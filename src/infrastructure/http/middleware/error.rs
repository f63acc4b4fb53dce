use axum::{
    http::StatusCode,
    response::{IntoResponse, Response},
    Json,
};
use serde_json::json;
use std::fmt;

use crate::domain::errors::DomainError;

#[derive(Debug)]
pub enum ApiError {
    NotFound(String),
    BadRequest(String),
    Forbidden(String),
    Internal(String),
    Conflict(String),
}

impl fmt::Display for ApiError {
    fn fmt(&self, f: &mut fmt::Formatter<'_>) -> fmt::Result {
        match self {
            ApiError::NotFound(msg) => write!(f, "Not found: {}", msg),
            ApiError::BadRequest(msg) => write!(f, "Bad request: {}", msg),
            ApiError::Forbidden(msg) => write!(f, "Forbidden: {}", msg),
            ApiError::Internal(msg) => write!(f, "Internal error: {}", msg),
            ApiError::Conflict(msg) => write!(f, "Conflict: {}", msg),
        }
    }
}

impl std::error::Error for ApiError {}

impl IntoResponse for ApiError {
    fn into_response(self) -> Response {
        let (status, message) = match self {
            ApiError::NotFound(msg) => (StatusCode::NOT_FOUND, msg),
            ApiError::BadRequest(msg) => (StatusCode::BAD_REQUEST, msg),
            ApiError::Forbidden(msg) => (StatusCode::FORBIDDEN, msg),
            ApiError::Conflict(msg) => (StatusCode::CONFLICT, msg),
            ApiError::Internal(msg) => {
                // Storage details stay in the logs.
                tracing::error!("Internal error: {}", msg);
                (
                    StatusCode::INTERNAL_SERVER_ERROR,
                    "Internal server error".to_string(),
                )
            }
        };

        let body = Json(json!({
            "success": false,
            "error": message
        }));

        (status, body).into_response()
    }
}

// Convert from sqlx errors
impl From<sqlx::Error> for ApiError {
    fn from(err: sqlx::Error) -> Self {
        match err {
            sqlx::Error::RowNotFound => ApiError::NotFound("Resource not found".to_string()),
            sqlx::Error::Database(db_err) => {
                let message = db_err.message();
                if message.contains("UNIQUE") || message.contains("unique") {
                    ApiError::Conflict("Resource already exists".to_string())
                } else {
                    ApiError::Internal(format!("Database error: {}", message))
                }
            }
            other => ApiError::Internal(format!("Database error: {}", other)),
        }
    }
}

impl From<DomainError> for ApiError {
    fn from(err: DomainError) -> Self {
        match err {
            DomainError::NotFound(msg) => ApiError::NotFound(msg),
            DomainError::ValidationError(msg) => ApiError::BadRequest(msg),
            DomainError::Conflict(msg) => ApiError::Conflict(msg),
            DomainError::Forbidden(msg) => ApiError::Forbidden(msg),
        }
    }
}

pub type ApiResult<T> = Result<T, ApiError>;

WHAT IS REQUIRED
Exactly and only the lines from the line containing "fn from(err: sqlx::Error)" through the last line of the entries should be copied, both ends included.

ANSWER BELOW
    fn from(err: sqlx::Error) -> Self {
        match err {
            sqlx::Error::RowNotFound => ApiError::NotFound("Resource not found".to_string()),
            sqlx::Error::Database(db_err) => {
                let message = db_err.message();
                if message.contains("UNIQUE") || message.contains("unique") {
                    ApiError::Conflict("Resource already exists".to_string())
                } else {
                    ApiError::Internal(format!("Database error: {}", message))
                }
            }
            other => ApiError::Internal(format!("Database error: {}", other)),
        }
    }
}

impl From<DomainError> for ApiError {
    fn from(err: DomainError) -> Self {
        match err {
            DomainError::NotFound(msg) => ApiError::NotFound(msg),
            DomainError::ValidationError(msg) => ApiError::BadRequest(msg),
            DomainError::Conflict(msg) => ApiError::Conflict(msg),
            DomainError::Forbidden(msg) => ApiError::Forbidden(msg),
        }
    }
}

pub type ApiResult<T> = Result<T, ApiError>;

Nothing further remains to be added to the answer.